Background information for Marfan Syndrome (FBN1) Sequencing and Deletion/Duplication:
Characteristics: Aortic root dilatation/dissection, ectopia lentis, positive wrist and/or thumb sign, pectus carinatum or excavatum, hindfoot deformity, pneumothorax, dural ectasia, acetabular protrusion, scoliosis or thoracolumbar kyphosis, reduced upper/lower segment ratio and increased arm/height ratio in persons without severe scoliosis, reduced elbow extension, skin striae, myopia, mitral valve prolapse, and characteristic facial features.
Prevalence: 1 in 5,000 - 1 in 10,000.
Inheritance: Autosomal dominant.
Penetrance: 100 percent, age-dependent.
Cause: Pathogenic FBN1 gene mutations.
Clinical Sensitivity: 70-93 percent for sequencing, unknown for deletion/duplication analysis.
Methodology: Bidirectional sequencing of the entire FBN1 coding region and intron-exon boundaries. Multiplex Ligation-dependent Probe Amplification (MLPA) to detect large FBN1 coding region deletions/duplications.
Analytical Sensitivity and Specificity: Greater than 99 percent.

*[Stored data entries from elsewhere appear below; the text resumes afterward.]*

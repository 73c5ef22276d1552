use super::task::{Task, TaskCounts};
use chrono::Local;
use prettytable::{format, row, Table};

/// Characters of the id shown in tables; any unique prefix is accepted back.
pub const SHORT_ID_LEN: usize = 8;

pub struct View {}

impl View {
    pub fn tasks_table(tasks: &[&Task]) -> Table {
        let mut table = Table::new();
        table.set_format(*format::consts::FORMAT_NO_BORDER_LINE_SEPARATOR);

        table.set_titles(row!["ID", "DONE", "TASK", "CREATED"]);
        for task in tasks {
            table.add_row(row![
                short_id(&task.id),
                if task.completed { "[x]" } else { "[ ]" },
                task.text,
                task.created_at.with_timezone(&Local).format("%Y-%m-%d %H:%M")
            ]);
        }

        table
    }

    pub fn tasks(tasks: &[&Task]) {
        Self::tasks_table(tasks).printstd();
    }

    pub fn counts_table(counts: &TaskCounts) -> Table {
        let mut table = Table::new();
        table.set_format(*format::consts::FORMAT_NO_BORDER_LINE_SEPARATOR);

        table.set_titles(row!["ALL", "ACTIVE", "COMPLETED", "PROGRESS"]);
        table.add_row(row![
            counts.all,
            counts.active,
            counts.completed,
            format!("{:.0}%", counts.completion_percent())
        ]);

        table
    }

    pub fn counts(counts: &TaskCounts) {
        Self::counts_table(counts).printstd();
    }
}

pub fn short_id(id: &str) -> &str {
    match id.char_indices().nth(SHORT_ID_LEN) {
        Some((end, _)) => &id[..end],
        None => id,
    }
}
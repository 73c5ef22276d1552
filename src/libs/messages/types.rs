#[derive(Debug, Clone)]
pub enum Message {
    // === TASK MESSAGES ===
    TaskAdded(String),          // id
    TaskToggled(String, bool),  // text, completed
    TaskEdited(String),         // text
    TaskDeleted(String),        // text
    TaskNotFound(String),       // id or prefix
    CompletedCleared(usize),
    NothingToClear,
    NoTasks(String),            // filter
    TasksHeader(String),        // filter
    CountsFooter(usize, usize), // completed, total
    InvalidFilter(String),

    // === CONFIGURATION MESSAGES ===
    ConfigSaved,
    ConfigDeleted,
    ConfigFileNotFound,
    ConfigParseError(String), // path
    ConfigWizardHeader,
    PromptStorageKey,
    PromptDebounceMs,
    PromptTeardown,
    PromptDefaultFilter,

    // === SYNC MESSAGES ===
    PendingWriteFlushed,
    PendingWriteDiscarded,

    // === SHELL MESSAGES ===
    ShellWelcome(usize), // task count
    ShellHelp,
    ShellPrompt(String), // filter
    ShellUnknownCommand(String),
    ShellMissingArgument(String), // usage
    ShellFilterChanged(String),
    ShellGoodbye,
    ShellInputError(String),
}
//! Persistence layer.
//!
//! Tasks are kept as a single JSON record in a string-keyed durable store.
//! The default store is a small SQLite key/value table in the application
//! data directory.
//!
//! ## Usage
//!
//! ```rust,no_run
//! use std::sync::Arc;
//! use taskmaster::db::kv::SqliteStore;
//! use taskmaster::db::tasks::{TaskRepository, DEFAULT_STORAGE_KEY};
//!
//! let store = Arc::new(SqliteStore::open()?);
//! let repository = TaskRepository::new(store, DEFAULT_STORAGE_KEY);
//! let tasks = repository.load();
//! repository.save(&tasks);
//! # Ok::<(), taskmaster::db::error::StorageError>(())
//! ```

/// SQLite connection management.
pub mod db;

/// Storage error type.
pub mod error;

/// Durable key/value stores.
pub mod kv;

/// Encoding and decoding of the task collection.
pub mod tasks;
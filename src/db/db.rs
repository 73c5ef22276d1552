use super::error::StorageError;
use crate::libs::data_storage::DataStorage;
use rusqlite::Connection;

pub const DB_FILE_NAME: &str = "taskmaster.db";

const SCHEMA_KV: &str = "CREATE TABLE IF NOT EXISTS kv (
    key TEXT NOT NULL PRIMARY KEY,
    value TEXT NOT NULL
);";

pub struct Db {
    pub conn: Connection,
}

impl Db {
    /// Opens `taskmaster.db` in the application data directory.
    pub fn new() -> Result<Db, StorageError> {
        Self::open(&DataStorage::new())
    }

    pub fn open(storage: &DataStorage) -> Result<Db, StorageError> {
        let db_file_path = storage.get_path(DB_FILE_NAME)?;
        let conn = Connection::open(db_file_path)?;
        Self::with_connection(conn)
    }

    /// A private database that disappears with the connection.
    pub fn in_memory() -> Result<Db, StorageError> {
        Self::with_connection(Connection::open_in_memory()?)
    }

    fn with_connection(conn: Connection) -> Result<Db, StorageError> {
        conn.execute(SCHEMA_KV, [])?;
        Ok(Db { conn })
    }
}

Limitations: Diagnostic errors can occur due to rare sequence variations.  Regulatory region mutations and deep intronic mutations will not be detected. Large deletions/duplications of exon 40 may or may not be detected depending on the location of breakpoints. The breakpoints of large deletions/duplications will not be determined.  Mutations in genes other than FBN1 are not evaluated.